▶ [Problem] Scan the lines below and report each one containing "Serialize" by copying it.

(Dataset entries)
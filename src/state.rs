// src/state.rs
use sqlx::SqlitePool;

#[derive(Clone)]
pub struct AppState {
    pub db_pool: SqlitePool,
}

impl AppState {
    pub fn new(db_pool: SqlitePool) -> Self {
        Self { db_pool }
    }
}
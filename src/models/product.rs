use sqlx::FromRow;

#[derive(Debug, Clone, FromRow)]
pub struct Product {
    pub id: i64,
    pub name: String,
    pub description: Option<String>,
    pub price: f64,
    pub stock: i64,
    pub category_id: i64,
}

/// A product row joined with the name of the category that owns it.
#[derive(Debug, Clone, FromRow)]
pub struct ProductWithCategory {
    #[sqlx(flatten)]
    pub product: Product,
    pub category_name: String,
}
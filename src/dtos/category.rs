// src/dtos/category.rs
use serde::Serialize;

use crate::models::category::Category;

#[derive(Debug, Serialize)]
pub struct CategoryResponse {
    pub id: i64,
    pub name: String,
}

impl From<Category> for CategoryResponse {
    fn from(category: Category) -> Self {
        Self {
            id: category.id,
            name: category.name,
        }
    }
}
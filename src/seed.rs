// src/seed.rs
use std::collections::HashMap;

use sqlx::SqlitePool;
use tracing::{debug, info, instrument};

use crate::error::AppError;

pub struct SeedProduct {
    pub name: &'static str,
    pub description: Option<&'static str>,
    pub price: f64,
    pub stock: i64,
    pub category: &'static str,
}

pub const SEED_CATEGORIES: [&str; 3] = ["Electronics", "Fashion", "Home & Garden"];

pub const SEED_PRODUCTS: [SeedProduct; 4] = [
    SeedProduct {
        name: "Smartphone X",
        description: Some("Latest model smartphone with an edge-to-edge display and triple camera"),
        price: 999.00,
        stock: 25,
        category: "Electronics",
    },
    SeedProduct {
        name: "Wireless Headphones",
        description: Some("Noise-cancelling over-ear headphones with 30 hours of battery life"),
        price: 199.99,
        stock: 40,
        category: "Electronics",
    },
    SeedProduct {
        name: "Leather Jacket",
        description: Some("Classic black jacket in genuine leather"),
        price: 149.50,
        stock: 15,
        category: "Fashion",
    },
    SeedProduct {
        name: "Ceramic Plant Pot",
        description: Some("Hand-glazed pot for indoor plants, 20 cm"),
        price: 24.90,
        stock: 60,
        category: "Home & Garden",
    },
];

#[derive(Debug, Clone, Copy, PartialEq, Eq)]
pub enum SeedOutcome {
    Seeded { categories: usize, products: usize },
    AlreadySeeded,
}

/// Inserts the sample catalogue when the store has no categories yet.
///
/// Runs in a single transaction. Categories are inserted first and their
/// generated ids are read back, then each product is inserted against the
/// id of its category. A store that already has at least one category is
/// left untouched.
#[instrument(skip(pool))]
pub async fn seed_initial_data(pool: &SqlitePool) -> Result<SeedOutcome, AppError> {
    let mut tx = pool.begin().await?;

    let existing: i64 = sqlx::query_scalar("SELECT COUNT(*) FROM categories")
        .fetch_one(&mut *tx)
        .await?;
    if existing > 0 {
        info!(existing, "Categories present, skipping seed");
        return Ok(SeedOutcome::AlreadySeeded);
    }

    let mut category_ids = HashMap::with_capacity(SEED_CATEGORIES.len());
    for name in SEED_CATEGORIES {
        let id: i64 = sqlx::query_scalar("INSERT INTO categories (name) VALUES (?) RETURNING id")
            .bind(name)
            .fetch_one(&mut *tx)
            .await?;
        debug!(id, name, "Inserted category");
        category_ids.insert(name, id);
    }

    for product in &SEED_PRODUCTS {
        let category_id = *category_ids.get(product.category).ok_or_else(|| {
            AppError::config(format!(
                "Seed product '{}' references unknown category '{}'",
                product.name, product.category
            ))
        })?;

        sqlx::query(
            "INSERT INTO products (name, description, price, stock, category_id)
             VALUES (?, ?, ?, ?, ?)",
        )
        .bind(product.name)
        .bind(product.description)
        .bind(product.price)
        .bind(product.stock)
        .bind(category_id)
        .execute(&mut *tx)
        .await?;
        debug!(name = product.name, category_id, "Inserted product");
    }

    tx.commit().await?;

    info!(
        categories = SEED_CATEGORIES.len(),
        products = SEED_PRODUCTS.len(),
        "Seeded initial catalogue"
    );
    Ok(SeedOutcome::Seeded {
        categories: SEED_CATEGORIES.len(),
        products: SEED_PRODUCTS.len(),
    })
}
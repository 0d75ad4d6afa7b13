use axum::{routing::get, Router};
use crate::handlers::product::{get_product, get_products};
use crate::state::AppState;

pub fn routes() -> Router<AppState> {
    Router::new()
        .route("/products", get(get_products))
        .route("/products/{id}", get(get_product))
}
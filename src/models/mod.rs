pub mod category;
pub mod product;
//! Client configuration

use std::time::Duration;

/// How often the mesa grid is refreshed
const DEFAULT_POLL_INTERVAL_MS: u64 = 2_500;
/// Per-request timeout
const DEFAULT_TIMEOUT_MS: u64 = 10_000;
/// The restaurant server's default address
const DEFAULT_SERVER_URL: &str = "http://localhost:8000";

/// Configuration for connecting to the restaurant server
#[derive(Debug, Clone)]
pub struct ClientConfig {
    /// Server base URL (e.g., "http://localhost:8000")
    pub base_url: String,

    /// Interval between mesa status refreshes
    pub poll_interval: Duration,

    /// Request timeout
    pub timeout: Duration,
}

impl ClientConfig {
    /// Create a new configuration with default polling and timeout
    pub fn new(base_url: impl Into<String>) -> Self {
        Self {
            base_url: base_url.into(),
            poll_interval: Duration::from_millis(DEFAULT_POLL_INTERVAL_MS),
            timeout: Duration::from_millis(DEFAULT_TIMEOUT_MS),
        }
    }

    /// Load configuration from environment variables
    ///
    /// `SERVER_URL`, `POLL_INTERVAL_MS`, `REQUEST_TIMEOUT_MS`;
    /// unset or unparsable values fall back to the defaults.
    pub fn from_env() -> Self {
        let base_url =
            std::env::var("SERVER_URL").unwrap_or_else(|_| DEFAULT_SERVER_URL.to_string());
        let poll_interval = std::env::var("POLL_INTERVAL_MS")
            .ok()
            .and_then(|v| v.parse().ok())
            .unwrap_or(DEFAULT_POLL_INTERVAL_MS);
        let timeout = std::env::var("REQUEST_TIMEOUT_MS")
            .ok()
            .and_then(|v| v.parse().ok())
            .unwrap_or(DEFAULT_TIMEOUT_MS);

        Self {
            base_url,
            poll_interval: Duration::from_millis(poll_interval),
            timeout: Duration::from_millis(timeout),
        }
    }

    /// Set the polling interval
    pub fn with_poll_interval(mut self, interval: Duration) -> Self {
        self.poll_interval = interval;
        self
    }

    /// Set the request timeout
    pub fn with_timeout(mut self, timeout: Duration) -> Self {
        self.timeout = timeout;
        self
    }

    /// Create an HTTP client from this configuration
    pub fn build_client(&self) -> crate::ClientResult<crate::PanelClient> {
        crate::PanelClient::new(self)
    }
}

impl Default for ClientConfig {
    fn default() -> Self {
        Self::new(DEFAULT_SERVER_URL)
    }
}
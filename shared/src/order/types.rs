//! Row types for the order form

use crate::models::MenuEntry;

/// Placeholder shown for rows without a product name
pub const PLACEHOLDER_NAME: &str = "Producto";

/// One row of the order form
///
/// Price and name are fixed form data; quantity is the only mutable
/// field and is kept non-negative by every mutation path.
#[derive(Debug, Clone, PartialEq)]
pub struct ItemRow {
    pub id: i64,
    pub name: Option<String>,
    pub price: f64,
    pub quantity: i32,
}

impl ItemRow {
    pub fn new(id: i64, name: impl Into<String>, price: f64) -> Self {
        Self {
            id,
            name: Some(name.into()),
            price,
            quantity: 0,
        }
    }

    pub fn from_entry(entry: &MenuEntry) -> Self {
        Self {
            id: entry.id,
            name: entry.nombre.clone(),
            price: entry.precio,
            quantity: 0,
        }
    }

    /// Trimmed display name, falling back to [`PLACEHOLDER_NAME`]
    pub fn display_name(&self) -> &str {
        match self.name.as_deref().map(str::trim) {
            Some(name) if !name.is_empty() => name,
            _ => PLACEHOLDER_NAME,
        }
    }

    /// Whether this row contributes to the order
    pub fn is_selected(&self) -> bool {
        self.quantity > 0
    }
}

/// Parse a typed quantity value
///
/// Absent, non-numeric, and negative input all normalize to 0.
pub fn parse_quantity(raw: &str) -> i32 {
    raw.trim().parse::<i32>().map(|q| q.max(0)).unwrap_or(0)
}
//! Shared types for the mesero panel
//!
//! Domain types and pure logic used by the client and TUI crates:
//! mesa records, menu items, the order calculator, and COP money
//! formatting. No I/O lives here.

pub mod models;
pub mod money;
pub mod order;

// Re-exports
pub use serde::{Deserialize, Serialize};

// Calculator re-exports (for convenient access)
pub use order::{ItemRow, OrderForm, OrderSummary};
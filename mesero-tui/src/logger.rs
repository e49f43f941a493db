//! Logging setup
//!
//! Log lines render into the in-UI log pane (tui-logger). With
//! `LOG_DIR` set, a daily-rotating file layer is added so the panel
//! leaves a trace after the terminal closes.

use std::fs;
use tracing_appender::rolling::{RollingFileAppender, Rotation};
use tracing_subscriber::{EnvFilter, fmt, layer::SubscriberExt, util::SubscriberInitExt};

pub fn init(log_dir: Option<&str>) -> anyhow::Result<()> {
    let env_filter = EnvFilter::try_from_default_env().unwrap_or_else(|_| EnvFilter::new("info"));

    let registry = tracing_subscriber::registry()
        .with(tui_logger::tracing_subscriber_layer())
        .with(env_filter);

    if let Some(dir) = log_dir {
        fs::create_dir_all(dir)?;
        let file_log = RollingFileAppender::new(Rotation::DAILY, dir, "panel");
        let file_layer = fmt::layer()
            .with_target(true)
            .with_ansi(false)
            .with_writer(std::sync::Mutex::new(file_log));
        registry.with(file_layer).init();
    } else {
        registry.init();
    }

    // log crate adapter for dependencies that bypass tracing
    tui_logger::init_logger(log::LevelFilter::Info).ok();
    tui_logger::set_default_level(log::LevelFilter::Info);

    Ok(())
}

▶ [Response for this exercise]
use serde::Serialize;
#[derive(Debug, Serialize)]
pub use serde::{Deserialize, Serialize};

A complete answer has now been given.